PROVIDED RECORDS ::
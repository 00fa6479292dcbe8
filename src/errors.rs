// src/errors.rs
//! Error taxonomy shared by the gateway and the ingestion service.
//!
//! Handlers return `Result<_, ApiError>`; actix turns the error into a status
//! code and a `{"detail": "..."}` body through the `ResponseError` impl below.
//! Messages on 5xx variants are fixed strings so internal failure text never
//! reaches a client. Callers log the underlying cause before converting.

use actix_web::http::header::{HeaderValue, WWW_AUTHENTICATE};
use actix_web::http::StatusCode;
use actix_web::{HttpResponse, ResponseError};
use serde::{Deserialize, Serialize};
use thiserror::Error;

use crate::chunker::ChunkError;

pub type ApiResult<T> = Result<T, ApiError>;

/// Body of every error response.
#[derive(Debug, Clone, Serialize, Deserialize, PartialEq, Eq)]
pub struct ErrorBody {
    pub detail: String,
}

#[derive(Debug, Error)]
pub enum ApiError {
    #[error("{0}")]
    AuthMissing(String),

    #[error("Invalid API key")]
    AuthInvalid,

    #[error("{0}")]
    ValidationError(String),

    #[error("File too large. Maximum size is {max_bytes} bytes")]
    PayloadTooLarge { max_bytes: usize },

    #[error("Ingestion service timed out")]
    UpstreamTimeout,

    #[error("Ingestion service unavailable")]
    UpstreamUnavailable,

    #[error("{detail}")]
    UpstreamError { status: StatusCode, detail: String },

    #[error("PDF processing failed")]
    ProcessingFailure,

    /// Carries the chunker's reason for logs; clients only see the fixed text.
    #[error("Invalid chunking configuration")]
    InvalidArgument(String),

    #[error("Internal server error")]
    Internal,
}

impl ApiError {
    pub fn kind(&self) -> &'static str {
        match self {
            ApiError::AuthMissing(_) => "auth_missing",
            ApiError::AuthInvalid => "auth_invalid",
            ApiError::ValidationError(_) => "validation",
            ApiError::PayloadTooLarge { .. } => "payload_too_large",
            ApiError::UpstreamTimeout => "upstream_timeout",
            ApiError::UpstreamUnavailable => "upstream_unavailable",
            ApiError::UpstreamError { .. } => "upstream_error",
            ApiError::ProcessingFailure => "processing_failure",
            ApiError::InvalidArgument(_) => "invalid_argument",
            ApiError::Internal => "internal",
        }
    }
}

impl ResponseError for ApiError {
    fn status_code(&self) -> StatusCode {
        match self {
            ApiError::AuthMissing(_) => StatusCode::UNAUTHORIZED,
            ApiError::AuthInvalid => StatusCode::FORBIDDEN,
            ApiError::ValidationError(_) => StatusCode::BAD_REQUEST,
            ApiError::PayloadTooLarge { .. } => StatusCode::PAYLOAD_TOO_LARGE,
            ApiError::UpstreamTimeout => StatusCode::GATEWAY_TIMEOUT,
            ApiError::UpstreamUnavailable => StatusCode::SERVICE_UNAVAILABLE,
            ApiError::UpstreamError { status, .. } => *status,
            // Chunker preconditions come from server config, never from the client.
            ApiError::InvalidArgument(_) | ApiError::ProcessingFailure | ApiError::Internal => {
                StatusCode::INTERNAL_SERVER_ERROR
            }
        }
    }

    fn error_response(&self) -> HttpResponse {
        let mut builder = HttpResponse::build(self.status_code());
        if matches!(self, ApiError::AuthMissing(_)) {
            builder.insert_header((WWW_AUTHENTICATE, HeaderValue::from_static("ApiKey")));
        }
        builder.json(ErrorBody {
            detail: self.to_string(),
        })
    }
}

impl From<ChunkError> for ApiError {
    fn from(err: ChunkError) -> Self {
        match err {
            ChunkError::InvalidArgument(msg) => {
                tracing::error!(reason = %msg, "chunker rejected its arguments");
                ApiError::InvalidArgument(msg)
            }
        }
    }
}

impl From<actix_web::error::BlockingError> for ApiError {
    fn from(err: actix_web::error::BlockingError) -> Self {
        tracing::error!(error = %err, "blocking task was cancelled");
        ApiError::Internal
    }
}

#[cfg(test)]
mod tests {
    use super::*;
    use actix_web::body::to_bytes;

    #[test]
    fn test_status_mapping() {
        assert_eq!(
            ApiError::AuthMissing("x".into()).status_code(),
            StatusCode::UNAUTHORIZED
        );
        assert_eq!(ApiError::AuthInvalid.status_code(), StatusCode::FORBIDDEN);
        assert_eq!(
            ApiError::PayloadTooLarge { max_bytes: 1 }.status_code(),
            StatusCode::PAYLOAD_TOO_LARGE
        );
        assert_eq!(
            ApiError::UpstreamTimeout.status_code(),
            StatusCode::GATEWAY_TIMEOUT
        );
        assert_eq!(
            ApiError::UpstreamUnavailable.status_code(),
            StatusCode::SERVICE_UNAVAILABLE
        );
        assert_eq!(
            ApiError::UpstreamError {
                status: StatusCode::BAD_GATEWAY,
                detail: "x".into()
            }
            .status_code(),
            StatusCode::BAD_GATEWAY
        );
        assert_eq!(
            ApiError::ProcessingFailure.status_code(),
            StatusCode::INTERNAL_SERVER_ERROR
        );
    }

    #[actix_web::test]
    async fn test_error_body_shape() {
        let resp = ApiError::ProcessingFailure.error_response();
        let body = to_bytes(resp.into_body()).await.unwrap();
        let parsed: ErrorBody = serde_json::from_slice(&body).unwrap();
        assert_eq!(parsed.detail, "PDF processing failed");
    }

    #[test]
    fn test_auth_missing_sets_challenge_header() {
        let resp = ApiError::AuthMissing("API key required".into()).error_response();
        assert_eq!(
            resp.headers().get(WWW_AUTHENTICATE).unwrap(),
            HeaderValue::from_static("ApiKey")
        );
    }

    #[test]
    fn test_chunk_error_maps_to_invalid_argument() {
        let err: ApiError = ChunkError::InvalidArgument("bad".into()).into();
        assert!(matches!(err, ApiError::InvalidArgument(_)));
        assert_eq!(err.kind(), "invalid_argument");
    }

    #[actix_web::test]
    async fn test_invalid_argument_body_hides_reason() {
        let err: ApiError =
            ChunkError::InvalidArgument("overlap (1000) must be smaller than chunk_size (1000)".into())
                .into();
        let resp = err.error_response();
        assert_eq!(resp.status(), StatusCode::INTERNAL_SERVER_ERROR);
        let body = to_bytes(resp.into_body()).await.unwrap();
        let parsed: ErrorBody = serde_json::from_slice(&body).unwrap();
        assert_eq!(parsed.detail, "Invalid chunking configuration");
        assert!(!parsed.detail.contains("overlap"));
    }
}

TASK TO COMPLETE :: Scan the listing above for the line that has "impl From<ChunkError> for", then copy exactly from that line through the line that has "ApiError::InvalidArgument(msg)".

REPLY TO THE TASK ::
impl From<ChunkError> for ApiError {
    fn from(err: ChunkError) -> Self {
        match err {
            ChunkError::InvalidArgument(msg) => {
                tracing::error!(reason = %msg, "chunker rejected its arguments");
                ApiError::InvalidArgument(msg)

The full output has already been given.